Monday was the second anniversary of the 2017 protests in Charlottesville, Virginia, where Charlottesville native, 32-year-old Heather Heyer, was murdered in a vehicle assault by White supremacist, James Alex Fields Jr. Eight other people were wounded in the attack.
CAIR cited in their statement what they claim is a “Growing white supremacist terrorism and racist, Islamophobic and anti-immigrant violence and rhetoric nationwide.”
CAIR lamented that the monuments to Confederate generals Robert E. Lee and Stonewall Jackson both remain standing in Charlottesville even after the violence that day.
“Confederate symbols glorifying white supremacy and treason are a stain on our nation’s past and present that must be removed if we are to move forward as a just society in which people of all faiths and backgrounds have equal rights and dignity,” said CAIR National Executive Director Nihad Awad. “Symbols honoring those who sought to destroy the nation in order to preserve slavery and white supremacy were put in place as acts of intimidation and must be removed.”
Awad noted that following the 2017 Charlottesville attack, CAIR offered a template resolution to be introduced by public bodies such as state legislatures, city councils and school districts calling for the removal of all Confederate symbols.
CAIR said in a statement at the time that the removal of Confederate Memorials nationwide would be a ‘Fitting Response’ to Terror Attack on Va. Anti-Racist Rally.”
CAIR is backing a call to remove a Confederate General’s Statue in D.C.
The Washington-based civil rights organization says that it has reported “an unprecedented spike in bigotry targeting American Muslims, immigrants and members of other minority groups since the election of Donald Trump as president and his promotion of racist, Islamophobic, white supremacist, anti-immigrant, and xenophobic rhetoric and policies.”

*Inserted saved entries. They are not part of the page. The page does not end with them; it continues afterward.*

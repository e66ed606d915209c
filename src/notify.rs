//! User Notifications
//!
//! Views report outcomes through a [`Notifier`]; the host application
//! decides how to show them.

use tracing::{info, warn};

/// How a notification is styled
#[derive(Debug, Clone, Copy, PartialEq, Eq)]
pub enum NotificationVariant {
    /// The action succeeded
    Success,
    /// The action failed
    Destructive,
}

/// A localized message for the user
#[derive(Debug, Clone, PartialEq, Eq)]
pub struct Notification {
    pub title: String,
    pub description: String,
    pub variant: NotificationVariant,
}

impl Notification {
    /// Builds a success notification
    pub fn success(title: &str, description: &str) -> Self {
        Self {
            title: title.to_string(),
            description: description.to_string(),
            variant: NotificationVariant::Success,
        }
    }

    /// Builds a failure notification
    pub fn failure(title: &str, description: &str) -> Self {
        Self {
            title: title.to_string(),
            description: description.to_string(),
            variant: NotificationVariant::Destructive,
        }
    }
}

/// Receives notifications raised by views
pub trait Notifier: Send + Sync {
    /// Shows one notification
    fn notify(&self, notification: Notification);
}

/// Notifier that writes to the tracing log
#[derive(Debug, Clone, Copy, Default)]
pub struct TracingNotifier;

impl Notifier for TracingNotifier {
    fn notify(&self, n: Notification) {
        match n.variant {
            NotificationVariant::Success => info!(title = %n.title, "{}", n.description),
            NotificationVariant::Destructive => warn!(title = %n.title, "{}", n.description),
        }
    }
}

/// Localized message texts
pub mod messages {
    use super::Notification;

    pub fn added(entity: &str) -> Notification {
        Notification::success("تمت الإضافة بنجاح", &format!("تم إضافة بيانات {} بنجاح", entity))
    }

    pub fn add_failed() -> Notification {
        Notification::failure("حدث خطأ", "لم يتم إضافة البيانات. يرجى المحاولة مرة أخرى.")
    }

    pub fn updated(entity: &str) -> Notification {
        Notification::success("تم التعديل بنجاح", &format!("تم تعديل بيانات {} بنجاح", entity))
    }

    pub fn update_failed() -> Notification {
        Notification::failure("حدث خطأ", "لم يتم تعديل البيانات. يرجى المحاولة مرة أخرى.")
    }

    pub fn deleted(entity: &str) -> Notification {
        Notification::success("تم الحذف بنجاح", &format!("تم حذف بيانات {} بنجاح", entity))
    }

    pub fn delete_failed() -> Notification {
        Notification::failure("خطأ في الحذف", "لم يتم حذف البيانات، يرجى المحاولة مرة أخرى")
    }

    pub fn load_failed() -> Notification {
        Notification::failure("خطأ في التحميل", "تعذر تحميل البيانات، يرجى المحاولة مرة أخرى")
    }

    pub fn search_failed() -> Notification {
        Notification::failure("خطأ في البحث", "حدث خطأ أثناء البحث، يرجى المحاولة مرة أخرى")
    }

    pub fn report_failed() -> Notification {
        Notification::failure(
            "خطأ في إنشاء التقرير",
            "لم يتم إنشاء التقرير بنجاح، يرجى المحاولة مرة أخرى",
        )
    }

    pub fn report_busy() -> Notification {
        Notification::failure("جاري تحميل تقرير", "يرجى الانتظار حتى يكتمل التحميل الحالي")
    }
}
//! Hospital Admin Client
//!
//! Main client struct for interacting with the hospital administration API.

use std::sync::Arc;

use chrono::Utc;
use reqwest::Method;
use tracing::{debug, info, warn};
use url::Url;

use crate::blob::ObjectUrlRegistry;
use crate::download::{DownloadResult, Downloader};
use crate::errors::{ApiError, Result};
use crate::models::{
    generate_file_number, DeleteOutcome, Doctor, Hospital, Nationality, Patient, PatientDraft,
    PatientPatch, SearchEnvelope,
};
use crate::operations::{validate_id, EntityApi};
use crate::transport::Transport;
use crate::types::{
    ClientConfig, ReportDelivery, ReportKind, DATA_PREFIX, RECENT_PATIENTS_ROUTE, SEARCH_ROUTE,
};

/// Hospital administration API client
///
/// The client owns one HTTP transport and one object URL registry. Entity
/// handles returned by [`Client::patients`] and friends share both.
///
/// # Example
///
/// ```no_run
/// use hospital_admin::{Client, ClientConfig, ReportKind};
///
/// #[tokio::main]
/// async fn main() -> Result<(), Box<dyn std::error::Error>> {
///     let client = Client::new(ClientConfig::new("https://www.sohatey.info"))?;
///
///     let recent = client.patients().recent().await?;
///     if let Some(patient) = recent.first() {
///         let report = client
///             .patients()
///             .download_report(&patient.id, ReportKind::SickLeave, |p| println!("{p}%"))
///             .await?;
///         report.blob.save_to(&report.filename).await?;
///     }
///
///     client.close().await;
///     Ok(())
/// }
/// ```
pub struct Client {
    config: ClientConfig,
    transport: Arc<Transport>,
    object_urls: ObjectUrlRegistry,
}

impl Client {
    /// Creates a new client with the given configuration
    pub fn new(config: ClientConfig) -> Result<Self> {
        Self::validate_config(&config)?;

        let transport = Arc::new(Transport::new(&config)?);
        info!(base_url = %transport.base_url(), "client created");

        Ok(Self {
            config,
            transport,
            object_urls: ObjectUrlRegistry::new(),
        })
    }

    /// Validates the client configuration
    fn validate_config(config: &ClientConfig) -> Result<()> {
        if config.base_url.trim().is_empty() {
            return Err(ApiError::InvalidArgument("Base URL is required".to_string()));
        }
        crate::transport::parse_base_url(&config.base_url)?;

        if config.connect_timeout == 0 || config.request_timeout == 0 {
            return Err(ApiError::InvalidArgument(
                "Timeouts must be greater than zero".to_string(),
            ));
        }

        if config.fallback_filename.trim().is_empty() {
            return Err(ApiError::InvalidArgument(
                "Fallback filename is required".to_string(),
            ));
        }

        if config.file_number_attempts == 0 {
            return Err(ApiError::InvalidArgument(
                "At least one file number attempt is required".to_string(),
            ));
        }

        Ok(())
    }

    /// Configuration the client was built with
    pub fn config(&self) -> &ClientConfig {
        &self.config
    }

    /// Registry holding the object URLs of downloaded reports
    pub fn object_urls(&self) -> &ObjectUrlRegistry {
        &self.object_urls
    }

    /// Patient operations
    pub fn patients(&self) -> PatientApi {
        PatientApi::new(self.transport.clone(), &self.config)
    }

    /// Doctor operations
    pub fn doctors(&self) -> EntityApi<Doctor> {
        EntityApi::new(self.transport.clone())
    }

    /// Hospital operations
    pub fn hospitals(&self) -> EntityApi<Hospital> {
        EntityApi::new(self.transport.clone())
    }

    /// Nationality operations
    pub fn nationalities(&self) -> EntityApi<Nationality> {
        EntityApi::new(self.transport.clone())
    }

    /// Closes the client
    ///
    /// After calling close, all operations will return ClientClosed error.
    /// It's safe to call close multiple times.
    pub async fn close(&self) {
        if self.transport.is_closed().await {
            return;
        }
        self.transport.close().await;
        info!("client closed");
    }
}

/// What a report request produced
#[derive(Debug, Clone, PartialEq)]
pub enum ReportOutcome {
    /// Link for the user to open; nothing was downloaded
    Link(Url),
    /// Assembled report
    File(DownloadResult),
}

/// Patient operations, including search and report generation
#[derive(Clone)]
pub struct PatientApi {
    records: EntityApi<Patient>,
    transport: Arc<Transport>,
    downloader: Downloader,
    file_number_attempts: u32,
}

impl PatientApi {
    fn new(transport: Arc<Transport>, config: &ClientConfig) -> Self {
        Self {
            records: EntityApi::new(transport.clone()),
            downloader: Downloader::new(
                transport.clone(),
                config.fallback_filename.clone(),
                config.default_content_type.clone(),
            ),
            transport,
            file_number_attempts: config.file_number_attempts,
        }
    }

    /// Lists every patient
    pub async fn list(&self) -> Result<Vec<Patient>> {
        self.records.list().await
    }

    /// Lists the most recent patients
    pub async fn recent(&self) -> Result<Vec<Patient>> {
        let url = self.transport.endpoint(&[DATA_PREFIX, RECENT_PATIENTS_ROUTE])?;
        self.transport.request_json(Method::GET, url, None::<&()>).await
    }

    /// Fetches one patient
    pub async fn get_by_id(&self, id: &str) -> Result<Patient> {
        self.records.get_by_id(id).await
    }

    /// Creates a patient from a prepared draft
    pub async fn create(&self, draft: &PatientDraft) -> Result<Patient> {
        self.records.create(draft).await
    }

    /// Applies a partial update
    pub async fn update(&self, id: &str, patch: &PatientPatch) -> Result<Patient> {
        self.records.update(id, patch).await
    }

    /// Deletes a patient
    pub async fn delete(&self, id: &str) -> Result<DeleteOutcome> {
        self.records.delete(id).await
    }

    /// Searches patients server side
    ///
    /// A response without a `users` array is an empty result, not an error.
    pub async fn search(&self, query: &str) -> Result<Vec<Patient>> {
        let query = query.trim();
        if query.is_empty() {
            return Err(ApiError::InvalidArgument("Search query is empty".to_string()));
        }
        let url = self.transport.endpoint(&[DATA_PREFIX, SEARCH_ROUTE])?;
        let url = push_segment(url, query)?;
        let envelope: SearchEnvelope = self.transport.request_json(Method::GET, url, None::<&()>).await?;
        let users = envelope.users.unwrap_or_default();
        debug!(query, results = users.len(), "search finished");
        Ok(users)
    }

    /// Draws a file number that no stored patient uses yet
    ///
    /// Candidates are looked up through the search route; a candidate is taken
    /// as soon as no returned patient carries it.
    pub async fn allocate_file_number(&self) -> Result<String> {
        for attempt in 1..=self.file_number_attempts {
            let candidate = generate_file_number(&mut rand::thread_rng());
            let taken = self
                .search(&candidate)
                .await?
                .iter()
                .any(|p| p.file_number == candidate);
            if !taken {
                return Ok(candidate);
            }
            warn!(attempt, candidate = %candidate, "file number collision");
        }
        Err(ApiError::FileNumberExhausted(self.file_number_attempts))
    }

    /// Produces a report in the requested delivery mode
    pub async fn generate_report<F>(
        &self,
        id: &str,
        kind: ReportKind,
        delivery: ReportDelivery,
        on_progress: F,
    ) -> Result<ReportOutcome>
    where
        F: FnMut(u8),
    {
        match delivery {
            ReportDelivery::DirectOpen => self.report_link(id, kind).map(ReportOutcome::Link),
            ReportDelivery::StreamedDownload => self
                .download_report(id, kind, on_progress)
                .await
                .map(ReportOutcome::File),
        }
    }

    /// Link to the server-rendered report, for opening outside the client
    pub fn report_link(&self, id: &str, kind: ReportKind) -> Result<Url> {
        let id = validate_id(id)?;
        self.transport
            .endpoint(&[DATA_PREFIX, "reports", kind.route(), "generate", id])
    }

    /// Streams a report with progress feedback
    pub async fn download_report<F>(&self, id: &str, kind: ReportKind, on_progress: F) -> Result<DownloadResult>
    where
        F: FnMut(u8),
    {
        let id = validate_id(id)?;
        let started = Utc::now();
        let result = self.downloader.fetch(&[kind.route(), id], on_progress).await;
        match &result {
            Ok(report) => debug!(
                patient = id,
                kind = %kind,
                size = report.blob.len(),
                elapsed_ms = (Utc::now() - started).num_milliseconds(),
                "report generated"
            ),
            Err(e) => warn!(patient = id, kind = %kind, error = %e, "report generation failed"),
        }
        result
    }
}

fn push_segment(mut url: Url, segment: &str) -> Result<Url> {
    url.path_segments_mut()
        .map_err(|_| ApiError::InvalidArgument("Base URL cannot carry a path".to_string()))?
        .push(segment);
    Ok(url)
}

CAIR says that its mission is to protect civil rights, enhance understanding of Islam, promote justice, and empower American Muslims.
Fields was convicted of first-degree murder for the killing of Miss Heyer and is serving a life sentence plus 419 years in the Virginia prison system. Fields also pled guilty to 29 federal hate crimes and has received a life sentence in the federal system as well.
Alabama’s Confederate monuments and memorials, like all historical markers and memorials, is protected by state law.